Doğu geleneğinin, mert, vakur ve babayiğit şairi, o görkemli söylemlerin, ak saçlı, yüce yani alçak gönüllü bilgesi, o Nazım'ların, Necip Fazıl'ların, Ahmed Arif'lerin soyu tükendi, gitti...
Bizim geleneğimizde kendisini uluorta, şair diye adlandırabilmek her dönem ve her kuşak için geçerli, derin bir hafiflik duygusunu yansıtagelmişti. Ama artık, kendisinin önemli olduğuna inanan ve pervazısca "ben" diye konuşabilen bir şair güruhu ile karşı karşıyayız. Burada, ortamı hemen terkederek mahalle kahvesine sığınmak veya hızla Eminönü meydanındaki insanların arasına karışmak yapılacak en doğru iştir.

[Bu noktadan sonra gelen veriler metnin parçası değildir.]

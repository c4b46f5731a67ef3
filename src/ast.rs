//! AST node shapes delivered by the (out-of-scope) grammar/parser front end.
//!
//! These mirror `examples/original_source/src/ast_definition.py`'s node
//! kinds one for one; `main.rs` loads a tree of these from a `*.ast.json`
//! file rather than parsing concrete syntax (spec.md §1/§6).

use serde::{Deserialize, Serialize};

#[derive(Debug, Clone, Serialize, Deserialize)]
pub struct Module(pub Block);

#[derive(Debug, Clone, Serialize, Deserialize)]
pub struct Block(pub Vec<Statement>);

#[derive(Debug, Clone, Serialize, Deserialize)]
pub struct TypedIdent {
    pub name: String,
    pub ty: TypeNode,
}

#[derive(Debug, Clone, Serialize, Deserialize)]
#[serde(tag = "kind")]
pub enum Statement {
    Expression(Expression),
    Assignment {
        lvalue: Expression,
        rvalue: Expression,
    },
    VarDeclaration {
        name: String,
        ty: TypeNode,
        init: Option<Expression>,
    },
    If {
        cond: Expression,
        then_branch: Block,
        else_branch: Option<Block>,
    },
    While {
        cond: Expression,
        body: Block,
    },
    NamedBlock {
        name: String,
        body: Block,
    },
}

#[derive(Debug, Clone, Serialize, Deserialize)]
#[serde(tag = "kind")]
pub enum Expression {
    Number(i128),
    Identifier(String),
    BinaryOp {
        left: Box<Expression>,
        op: String,
        right: Box<Expression>,
    },
    FunctionDeclare {
        params: Vec<TypedIdent>,
        return_type: TypeNode,
        body: Block,
    },
    FunctionCall {
        name: String,
        args: Vec<Expression>,
    },
    StructValue {
        fields: Vec<(String, Expression)>,
    },
    FieldLookup {
        object: Box<Expression>,
        field: String,
    },
}

/// The `T`-shaped AST nodes (spec.md §6: "Type kinds"). `Uninit` is kept in
/// the enum to match the external node shape the grammar is expected to
/// produce, but never denotes a resolvable type in practice — a declaration
/// without an initializer is expressed as `VarDeclaration::init == None`,
/// not by this variant appearing in type-annotation position.
#[derive(Debug, Clone, Serialize, Deserialize)]
#[serde(tag = "kind")]
pub enum TypeNode {
    Type(String),
    FunctionType {
        args: Vec<TypeNode>,
        ret: Box<TypeNode>,
    },
    StructureType {
        fields: Vec<(String, TypeNode)>,
    },
    Infer,
    NoReturn,
    Uninit,
}
//! Three-tier configuration: `jil.toml` defaults, `JIL_*` env overrides, CLI
//! flags on top. Mirrors the teacher's layering for cache-size env vars
//! (`backend/bytecode/cache.rs::get_can_compile_cache_size`) and package
//! manifests (`backend/modules/package.rs`, `metta.toml`).

use std::fmt;
use std::path::{Path, PathBuf};

use serde::Deserialize;

#[derive(Debug, Clone)]
pub struct Config {
    pub cache_dir: PathBuf,
    pub jit_enabled: bool,
    pub shadow_enabled: bool,
    pub strict_divergence: bool,
}

impl Default for Config {
    fn default() -> Self {
        Config {
            cache_dir: PathBuf::from(".jil_cache"),
            jit_enabled: true,
            shadow_enabled: true,
            strict_divergence: false,
        }
    }
}

#[derive(Debug, Deserialize, Default)]
struct ConfigFile {
    cache_dir: Option<PathBuf>,
    jit_enabled: Option<bool>,
    shadow_enabled: Option<bool>,
    strict_divergence: Option<bool>,
}

#[derive(Debug)]
pub enum ConfigError {
    Io(std::io::Error),
    Parse(toml::de::Error),
}

impl fmt::Display for ConfigError {
    fn fmt(&self, f: &mut fmt::Formatter<'_>) -> fmt::Result {
        match self {
            ConfigError::Io(e) => write!(f, "could not read config file: {e}"),
            ConfigError::Parse(e) => write!(f, "could not parse config file: {e}"),
        }
    }
}

impl std::error::Error for ConfigError {}

impl Config {
    /// Loads `path` (if given) over the defaults, then applies `JIL_*`
    /// environment overrides. CLI flags are applied by the caller afterward
    /// via the `with_*` setters, since they're parsed in `main.rs`.
    pub fn load(path: Option<&Path>) -> Result<Config, ConfigError> {
        let mut cfg = Config::default();

        if let Some(path) = path {
            let text = std::fs::read_to_string(path).map_err(ConfigError::Io)?;
            let file: ConfigFile = toml::from_str(&text).map_err(ConfigError::Parse)?;
            if let Some(d) = file.cache_dir {
                cfg.cache_dir = d;
            }
            if let Some(b) = file.jit_enabled {
                cfg.jit_enabled = b;
            }
            if let Some(b) = file.shadow_enabled {
                cfg.shadow_enabled = b;
            }
            if let Some(b) = file.strict_divergence {
                cfg.strict_divergence = b;
            }
        }

        if let Ok(v) = std::env::var("JIL_CACHE_DIR") {
            cfg.cache_dir = PathBuf::from(v);
        }
        if let Ok(v) = std::env::var("JIL_JIT") {
            cfg.jit_enabled = parse_bool_env(&v, cfg.jit_enabled);
        }
        if let Ok(v) = std::env::var("JIL_SHADOW") {
            cfg.shadow_enabled = parse_bool_env(&v, cfg.shadow_enabled);
        }
        if let Ok(v) = std::env::var("JIL_STRICT") {
            cfg.strict_divergence = parse_bool_env(&v, cfg.strict_divergence);
        }

        Ok(cfg)
    }
}

fn parse_bool_env(v: &str, default: bool) -> bool {
    match v.trim().to_ascii_lowercase().as_str() {
        "1" | "true" | "yes" | "on" => true,
        "0" | "false" | "no" | "off" => false,
        _ => default,
    }
}

#[cfg(test)]
mod tests {
    use super::*;

    #[test]
    fn defaults_are_jit_and_shadow_on_strict_off() {
        let cfg = Config::default();
        assert!(cfg.jit_enabled);
        assert!(cfg.shadow_enabled);
        assert!(!cfg.strict_divergence);
    }

    #[test]
    fn parse_bool_env_falls_back_to_default_on_garbage() {
        assert!(parse_bool_env("banana", true));
        assert!(!parse_bool_env("off", true));
    }
}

Yeri gelmişken: Alçak gönüllülüğü "alçaklık" olarak tanımlayan "image maker" abilerin de, kapitalist ruhun ve onun değerlerinin kutsanmasına fiili katkıda bulunduklarını belirtelim.
Bu şair tipi kapitalizmin ve onun yoz ahlakının bir "produkt"udur. Üstelik bu batılı "produkt" sol'dan islamcılığa kadar, her renk ve şekil içinde de yer alabiliyor. Kapitalist ahlaklı şairin, bizzat kendi elleriyle tahrip ettiğ şiir karşısında, sanki hiç haberi yokmuş, şiiri şairin dışında başkaları tahrip etmiş gibi, pervasızca sağına soluna bakınması da, pek gülünç doğrusu. Bu anlamda, hala şiirin bekasını düşünen ve aksi fikirde olan mert bir kişilik varsa, ayağa kalkıp, özeleştiri yapma vakti de gelmiştir hani... nerede hata yaptık?
"Kitlesel üretim belası" ve onun ahlakı, görkemli patlamalar, yarılmalar yapan romanda da, aynı sonuçlara yol açacaktır. Sonra ortalıkta bu durumdan yakınan, ama ahlaki olarak hiçbir kaygı ve sorumluluk üstlenmeyen artist romancılarla karşılaşacağız, eli kulağındadır, aha benden söylemesi.